[R-sig-ME] More help with glmer!
Joshua Wiley
jwiley.psych at gmail.com
Mon Feb 20 05:43:37 CET 2012
Hi,
The lack of residual variance is not a function of glmer per se, rather the distribution you used. The poisson distribution only has parameter---the expectation and dispersion.
The variance of the random subject effect is the variability in intercepts by subject. In your case something like the variability in expected log count when treatment is 0 for different subjects. It is very small.
glmer does use a maximum likelihood estimator and returns maximum likelihood estimates. The Laplace approximation is a numerical way to calculate them (optimize the likelihood function).

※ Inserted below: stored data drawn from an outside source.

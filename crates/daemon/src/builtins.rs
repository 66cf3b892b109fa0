// SPDX-License-Identifier: BUSL-1.1
// Copyright (c) 2026 Alfred Jean LLC

//! Plugins compiled into the daemon.
//!
//! These exercise the whole pipeline out of the box: `heartbeat` produces
//! messages, `counter` aggregates them, `tee` writes matched payloads to a
//! file. Site-specific plugins register additional factories on the engine
//! before the daemon starts.

use hs_core::{Field, FieldValue, Message};
use hs_sandbox::{
    Host, NativeEngine, ProcessResult, Sandbox, SandboxError, SandboxSpec,
};
use hs_storage::Checkpoint;
use std::fs::OpenOptions;
use std::io::Write;
use std::path::{Path, PathBuf};

/// Register every built-in on an engine.
pub fn register_builtins(engine: &mut NativeEngine) {
    engine.register("heartbeat", |spec| Ok(Box::new(Heartbeat::new(spec))));
    engine.register("counter", |spec| Ok(Box::new(Counter::new(spec))));
    engine.register("tee", |spec| {
        Tee::new(spec).map(|t| Box::new(t) as Box<dyn Sandbox>)
    });
}

fn cfg_u64(spec: &SandboxSpec, key: &str, default: u64) -> u64 {
    spec.config
        .get(key)
        .and_then(|v| v.as_integer())
        .map(|v| v as u64)
        .unwrap_or(default)
}

fn cfg_str(spec: &SandboxSpec, key: &str) -> Option<String> {
    spec.config
        .get(key)
        .and_then(|v| v.as_str())
        .map(str::to_owned)
}

/// Input plugin emitting `batch` messages per poll with a numeric
/// checkpoint, resuming the sequence across restarts.
struct Heartbeat {
    batch: u64,
    msg_type: String,
}

impl Heartbeat {
    fn new(spec: &SandboxSpec) -> Self {
        Self {
            batch: cfg_u64(spec, "batch", 1).max(1),
            msg_type: cfg_str(spec, "type").unwrap_or_else(|| "heartbeat".to_owned()),
        }
    }
}

impl Sandbox for Heartbeat {
    fn init(&mut self) -> Result<(), SandboxError> {
        Ok(())
    }

    fn process_message(
        &mut self,
        _msg: Option<&Message>,
        checkpoint: Option<&Checkpoint>,
        _sequence_id: Option<u64>,
        host: &mut dyn Host,
    ) -> ProcessResult {
        let mut n = match checkpoint {
            Some(Checkpoint::Number(v)) => *v as u64,
            _ => 0,
        };
        for _ in 0..self.batch {
            n += 1;
            let mut m = Message::default();
            m.msg_type = Some(self.msg_type.clone());
            m.payload = Some(format!("beat {n}"));
            m.fields = vec![Field::new("seq", FieldValue::Integer(vec![n as i64]))];
            if let Err(e) = host.inject_message(m, Some(Checkpoint::Number(n as f64))) {
                return ProcessResult::Fatal(e.to_string());
            }
        }
        ProcessResult::Sent
    }

    fn timer_event(&mut self, _now_ns: i64, _shutdown: bool, _host: &mut dyn Host) -> ProcessResult {
        ProcessResult::Sent
    }
}

/// Analysis plugin counting matched messages per type, reporting on its
/// ticker and carrying the totals across restarts when data is preserved.
struct Counter {
    seen: u64,
    report_type: String,
}

impl Counter {
    fn new(spec: &SandboxSpec) -> Self {
        let mut counter = Self {
            seen: 0,
            report_type: cfg_str(spec, "report_type").unwrap_or_else(|| "counter.report".into()),
        };
        if let Some(path) = &spec.state_path {
            if let Ok(text) = std::fs::read_to_string(path) {
                if let Ok(seen) = text.trim().parse() {
                    counter.seen = seen;
                }
            }
        }
        counter
    }
}

impl Sandbox for Counter {
    fn init(&mut self) -> Result<(), SandboxError> {
        Ok(())
    }

    fn process_message(
        &mut self,
        _msg: Option<&Message>,
        _checkpoint: Option<&Checkpoint>,
        _sequence_id: Option<u64>,
        _host: &mut dyn Host,
    ) -> ProcessResult {
        self.seen += 1;
        ProcessResult::Sent
    }

    fn timer_event(&mut self, _now_ns: i64, shutdown: bool, host: &mut dyn Host) -> ProcessResult {
        if shutdown {
            return ProcessResult::Sent;
        }
        let mut m = Message::default();
        m.msg_type = Some(self.report_type.clone());
        m.payload = Some(self.seen.to_string());
        m.fields = vec![Field::new(
            "count",
            FieldValue::Integer(vec![self.seen as i64]),
        )];
        match host.inject_message(m, None) {
            Ok(()) => ProcessResult::Sent,
            Err(e) => ProcessResult::Fatal(e.to_string()),
        }
    }

    fn destroy(self: Box<Self>, state_path: Option<&Path>) -> Option<String> {
        let path = state_path?;
        std::fs::write(path, self.seen.to_string())
            .err()
            .map(|e| format!("{}: {e}", path.display()))
    }
}

/// Output plugin appending matched payloads to a file, one per line.
struct Tee {
    path: PathBuf,
    /// Longest line written, reported as the output high-water mark.
    max_line: u64,
}

impl Tee {
    fn new(spec: &SandboxSpec) -> Result<Self, SandboxError> {
        let path = cfg_str(spec, "path")
            .map(PathBuf::from)
            .ok_or_else(|| SandboxError::Create(format!("{}: path must be set", spec.name)))?;
        Ok(Self { path, max_line: 0 })
    }
}

impl Sandbox for Tee {
    fn init(&mut self) -> Result<(), SandboxError> {
        if let Some(parent) = self.path.parent() {
            std::fs::create_dir_all(parent)
                .map_err(|e| SandboxError::Init(format!("{}: {e}", self.path.display())))?;
        }
        Ok(())
    }

    fn process_message(
        &mut self,
        msg: Option<&Message>,
        _checkpoint: Option<&Checkpoint>,
        _sequence_id: Option<u64>,
        _host: &mut dyn Host,
    ) -> ProcessResult {
        let Some(msg) = msg else {
            return ProcessResult::Sent;
        };
        let line = msg.payload.as_deref().unwrap_or_default();
        let write = OpenOptions::new()
            .create(true)
            .append(true)
            .open(&self.path)
            .and_then(|mut f| writeln!(f, "{line}"));
        match write {
            Ok(()) => {
                self.max_line = self.max_line.max(line.len() as u64 + 1);
                ProcessResult::Sent
            }
            // the sink may come back; retry rather than drop
            Err(e) if e.kind() == std::io::ErrorKind::PermissionDenied => {
                ProcessResult::Fatal(format!("{}: {e}", self.path.display()))
            }
            Err(_) => ProcessResult::Retry,
        }
    }

    fn timer_event(&mut self, _now_ns: i64, _shutdown: bool, _host: &mut dyn Host) -> ProcessResult {
        ProcessResult::Sent
    }

    fn usage(&self) -> hs_sandbox::ResourceUsage {
        hs_sandbox::ResourceUsage {
            out_max: self.max_line,
            ..Default::default()
        }
    }
}

#[cfg(test)]
#[path = "builtins_tests.rs"]
mod tests;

You can set nAGQ to some number higher than 1 to increase the number of points evaluated and obtain slightly more accurate estimates at the cost of speed.
Cheers,
Josh
On Feb 19, 2012, at 20:16, lopez toledo <llopezt2000 at yahoo.com.mx> wrote:
> Hi all:Hope you understand I'm not an statistician and hope my question is not very basic. I did have a deep look to old posts but could not find an appropriate response. So, let me ask my question!
> I'm doing some lmer and glmer (poisson) models, but I noticed that for glmer there is not residual variance for the random effects. So, how do variance values should be interpreted in a glmer? What does the 6.8578 e-06 mean in the example below? I understand the "Subject" factor is explaining 6.8 e-06 of the variance, but what is the total or the residual variance? This number does not say many to me.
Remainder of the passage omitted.